もちろん性能もそれなりで、エンジン式に比べると遥かに非力で、その違いは丸ノコとジグソーと言った感じです。
しかし、竹(マダケ)を伐るには十二分のパワーで(モウソウチクには非力です)、何より安全に作業できるのが最も良いと感じています(木の伐採時と異なり、アイドリング状態で移動することが多いこと。
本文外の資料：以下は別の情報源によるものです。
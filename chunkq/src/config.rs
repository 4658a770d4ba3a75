use crate::error::{Error, Result as CrateResult};
use crate::retry::DeadLetterPolicy;
use anyhow::{Context, Result};
use chunkq_common::{DEFAULT_CHUNK_SIZE, DEFAULT_QUEUE_NAME};
use serde::{Deserialize, Serialize};
use std::fs;
use std::path::{Path, PathBuf};
use std::time::Duration;

#[derive(Debug, Serialize, Deserialize, Clone, Default, PartialEq)]
#[serde(default)]
pub struct Config {
    pub queue: QueueConfig,
    pub dispatch: DispatchConfig,
    pub workers: WorkerConfig,
    pub dead_letter: DeadLetterPolicy,
    pub logging: LoggingConfig,
}

/// 队列声明
#[derive(Debug, Serialize, Deserialize, Clone, PartialEq)]
#[serde(default)]
pub struct QueueConfig {
    pub name: String,
    /// 是否持久化（broker 重启后保留未确认消息）
    pub durable: bool,
    /// 最大重投次数，达到后进入死信
    pub redelivery_limit: u32,
    /// 投递后未确认的可见性超时
    pub visibility_timeout_secs: u64,
}

impl Default for QueueConfig {
    fn default() -> Self {
        Self {
            name: DEFAULT_QUEUE_NAME.to_string(),
            durable: true,
            redelivery_limit: 5,
            visibility_timeout_secs: 30,
        }
    }
}

impl QueueConfig {
    pub fn visibility_timeout(&self) -> Duration {
        Duration::from_secs(self.visibility_timeout_secs)
    }
}

#[derive(Debug, Serialize, Deserialize, Clone, PartialEq)]
#[serde(default)]
pub struct DispatchConfig {
    pub chunk_size: u64,
    pub publish_max_attempts: u32,
    pub publish_backoff_ms: u64,
    pub publish_backoff_max_ms: u64,
    pub publish_concurrency: usize,
}

impl Default for DispatchConfig {
    fn default() -> Self {
        Self {
            chunk_size: DEFAULT_CHUNK_SIZE,
            publish_max_attempts: 3,
            publish_backoff_ms: 100,
            publish_backoff_max_ms: 2000,
            publish_concurrency: 4,
        }
    }
}

#[derive(Debug, Serialize, Deserialize, Clone, PartialEq)]
#[serde(default)]
pub struct WorkerConfig {
    pub count: usize,
}

impl Default for WorkerConfig {
    fn default() -> Self {
        Self { count: 4 }
    }
}

#[derive(Debug, Serialize, Deserialize, Clone, PartialEq)]
#[serde(default)]
pub struct LoggingConfig {
    /// 为空时输出到 stderr
    pub file: Option<PathBuf>,
    pub level: String,
}

impl Default for LoggingConfig {
    fn default() -> Self {
        Self {
            file: None,
            level: "info".to_string(),
        }
    }
}

impl Config {
    pub fn validate(&self) -> CrateResult<()> {
        if self.dispatch.chunk_size == 0 {
            return Err(Error::Config("chunk_size 不能为 0".to_string()));
        }
        if self.dispatch.publish_max_attempts == 0 {
            return Err(Error::Config("publish_max_attempts 至少为 1".to_string()));
        }
        if self.dispatch.publish_concurrency == 0 {
            return Err(Error::Config("publish_concurrency 至少为 1".to_string()));
        }
        if self.workers.count == 0 {
            return Err(Error::Config("workers.count 至少为 1".to_string()));
        }
        if self.queue.visibility_timeout_secs == 0 {
            return Err(Error::Config("visibility_timeout_secs 不能为 0".to_string()));
        }
        if self.queue.name.trim().is_empty() {
            return Err(Error::Config("队列名称不能为空".to_string()));
        }
        Ok(())
    }
}

pub fn config_path() -> Result<PathBuf> {
    let base = dirs::config_dir()
        .or_else(|| dirs::home_dir().map(|h| h.join(".config")))
        .context("无法确定配置目录")?;

    let chunkq_dir = base.join("chunkq");
    fs::create_dir_all(&chunkq_dir).context("创建配置目录失败")?;
    Ok(chunkq_dir.join("config.toml"))
}

/// 加载配置文件，不存在时写入默认配置并返回 None
pub fn load_or_create_config(path: &Path) -> Result<Option<Config>> {
    if path.exists() {
        let content = fs::read_to_string(path).context("读取配置文件失败")?;
        let cfg: Config = toml::from_str(&content).context("解析配置文件失败")?;
        cfg.validate()?;
        return Ok(Some(cfg));
    }
    write_default_config(path)?;
    Ok(None)
}

pub fn write_default_config(path: &Path) -> Result<()> {
    let default = Config::default();

    let config_content = format!(
        r#"# ================ 队列配置 ================

[queue]
# 队列名称
name = "{}"

# 是否持久化
durable = {}

# 最大重投次数，超过后进入死信
redelivery_limit = {}

# 可见性超时（秒），超时未确认的消息会被重新投递
visibility_timeout_secs = {}

# ================ 派发配置 ================

[dispatch]
# 分块大小（字节）
chunk_size = {}

# 单个分块的最大发布尝试次数
publish_max_attempts = {}

# 发布重试的初始退避与最大退避（毫秒）
publish_backoff_ms = {}
publish_backoff_max_ms = {}

# 并发发布数
publish_concurrency = {}

# ================ Worker 配置 ================

[workers]
count = {}

# ================ 死信策略 ================

[dead_letter]
# hold: 死信分块直接判定失败，等待外部重新提交
# redispatch: 自动重新派发，最多 max_rounds 轮
policy = "hold"
# policy = "redispatch"
# max_rounds = 1

# ================ 日志配置 ================

[logging]
level = "{}"
# 日志文件路径，不设置则输出到 stderr
# file = "chunkq.log"
"#,
        default.queue.name,
        default.queue.durable,
        default.queue.redelivery_limit,
        default.queue.visibility_timeout_secs,
        default.dispatch.chunk_size,
        default.dispatch.publish_max_attempts,
        default.dispatch.publish_backoff_ms,
        default.dispatch.publish_backoff_max_ms,
        default.dispatch.publish_concurrency,
        default.workers.count,
        default.logging.level,
    );

    if let Some(parent) = path.parent() {
        fs::create_dir_all(parent).context("创建配置目录失败")?;
    }
    fs::write(path, config_content).context("写入默认配置失败")?;
    Ok(())
}
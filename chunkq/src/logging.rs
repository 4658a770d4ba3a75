use crate::config::LoggingConfig;
use tracing_appender::non_blocking::WorkerGuard;
use tracing_subscriber::EnvFilter;

/// 初始化日志。配置了日志文件时非阻塞写入文件，否则写 stderr。
/// `RUST_LOG` 优先于配置中的日志级别。
pub fn init_logging(config: &LoggingConfig) -> Result<WorkerGuard, Box<dyn std::error::Error>> {
    let filter = EnvFilter::try_from_default_env()
        .or_else(|_| EnvFilter::try_new(&config.level))?;

    // stdout 留给完成通知，日志不能写到 stdout
    let (non_blocking_writer, guard) = match &config.file {
        Some(path) => {
            let file = std::fs::File::create(path)?;
            tracing_appender::non_blocking(file)
        }
        None => tracing_appender::non_blocking(std::io::stderr()),
    };

    let subscriber = tracing_subscriber::fmt()
        .with_env_filter(filter)
        .with_writer(non_blocking_writer)
        .with_ansi(config.file.is_none())
        .finish();

    tracing::subscriber::set_global_default(subscriber)?;

    // 返回 guard，将其生命周期交给调用者管理
    Ok(guard)
}
use crate::error::ProcessingError;
use async_trait::async_trait;
use bytes::Bytes;
use chunkq_common::ChunkTask;
use sha2::{Digest, Sha256};
use std::collections::HashSet;
use tracing::info;

/// 分块的业务处理逻辑。
///
/// 返回 `ProcessingError::Transient` 会触发重投，`Permanent` 直接判定终止失败。
/// 同一分块可能被处理多次，实现需要幂等。
#[async_trait]
pub trait ChunkProcessor: Send + Sync {
    async fn process(&self, task: &ChunkTask, data: Bytes) -> Result<(), ProcessingError>;
}

/// 计算每个分块的 SHA-256 摘要并写入日志
#[derive(Debug, Default, Clone)]
pub struct DigestProcessor {
    fail_chunks: HashSet<u64>,
}

impl DigestProcessor {
    pub fn new() -> Self {
        Self::default()
    }

    /// 指定的分块总是以永久错误失败，用于演示部分失败
    pub fn with_failing_chunks(fail_chunks: impl IntoIterator<Item = u64>) -> Self {
        Self {
            fail_chunks: fail_chunks.into_iter().collect(),
        }
    }

    pub fn digest(data: &[u8]) -> String {
        hex::encode(Sha256::digest(data))
    }
}

#[async_trait]
impl ChunkProcessor for DigestProcessor {
    async fn process(&self, task: &ChunkTask, data: Bytes) -> Result<(), ProcessingError> {
        if self.fail_chunks.contains(&task.chunk_index) {
            return Err(ProcessingError::permanent(format!(
                "分块 {} 被配置为失败",
                task.chunk_index
            )));
        }

        // 哈希是 CPU 密集操作，放到阻塞线程池
        let digest = tokio::task::spawn_blocking(move || Self::digest(&data))
            .await
            .map_err(|e| ProcessingError::transient(format!("摘要任务异常退出: {e}")))?;

        info!(
            file_id = %task.file_id,
            chunk_index = task.chunk_index,
            sha256 = %digest,
            "分块摘要"
        );
        Ok(())
    }
}

#[cfg(test)]
mod tests {
    use super::*;
    use chunkq_common::{FileId, PayloadRef, checksum};

    fn task(chunk_index: u64) -> ChunkTask {
        let file_id = FileId::new();
        ChunkTask {
            file_id,
            chunk_index,
            payload_ref: PayloadRef::for_chunk(file_id, chunk_index),
            total_chunks: 4,
            checksum: checksum(b"abc"),
            dispatch_round: 0,
        }
    }

    #[test]
    fn digest_is_sha256_hex() {
        assert_eq!(
            DigestProcessor::digest(b"abc"),
            "ba7816bf8f01cfea414140de5dae2223b00361a396177a9cb410ff61f20015ad"
        );
    }

    #[tokio::test]
    async fn configured_chunk_fails_permanently() {
        let processor = DigestProcessor::with_failing_chunks([2]);
        let data = Bytes::from_static(b"abc");

        assert!(processor.process(&task(1), data.clone()).await.is_ok());
        let err = processor.process(&task(2), data).await.unwrap_err();
        assert!(!err.is_transient());
    }
}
刃の回転速度が遅いことなど)。
これに加え、トップハンドルのため玉切りがしやすく、伐倒・玉切りの作業が本当に捗ります(エンジン式チェンソーを使っていたときの倍程度)。

そんなわけで伐倒・玉切りばかりやってしまい、枝払いの作業が溜まってウンザリしてしまうのですが・・・。
ちなみに、竹の枝払いは鉈(下写真)を使って行います。
と言っても鉈の刃で切り落とすのではなく(刃が欠ける)、鉈の背(峰)を枝の付け根に打ち込むと容易に枝を払えます。

写真は枝払いしているところではありません・・・。

しかし、この方法が使えるのもマダケまでで、モウソウチクともなると困難です。
このため、モウソウチクの枝払いには竹ひきノコ(下写真で下の手鋸)を使っています。

手鋸は替え刃式が主流で、新しい刃に取り替えれば切れ味が復活するのは良いのですが、一般的な竹ひき用の替え刃は千円以上し、1シーズンに何本も交換するとなると私のような貧乏人には厳しいものがあります。
そこで、私が愛用しているのは上写真にあるゼットソーの 「竹ひきのこ240」です。
ゼットソーと言えば大工用ではトップブランドですが、山仕事ではマイナーかと思います。
しかし、ゼットソーだけあって切れ味は申し分無し、それでいて価格が1本500円弱と安価なのです。
さすがに柄が大工用のもの(木の棒)では使いにくいため、ピストル形状のもの(ゼットソーピストル265柄)に換え、専用の鞘(ゼットソー・パイプソー共通鞘)に入れて使っています(上写真)。

ところで、竹ひき用の鋸刃は目が細かく、製品によっては塩ビ管の切断用にも使えるとされています。
ゼットソーの場合、塩ビ管の切断用として別途「パイプソー240」のラインナップがあり、これを「竹ひきのこ240」と比較すると下写真のとおりです。

素人目にはパッケージだけが異なるようにしか思えず、パイプソーで竹を切っても同じように感じます。
こうしてわざわざ比較したのは、実はパイプソーは竹ひきのこよりも更に安く、1本300円程度で購入できるからです。
両者の価格差は販売量の違いによるものだと思い、今では竹ひきにもパイプソーを使っています(ケチくさい話しになりました・・・)。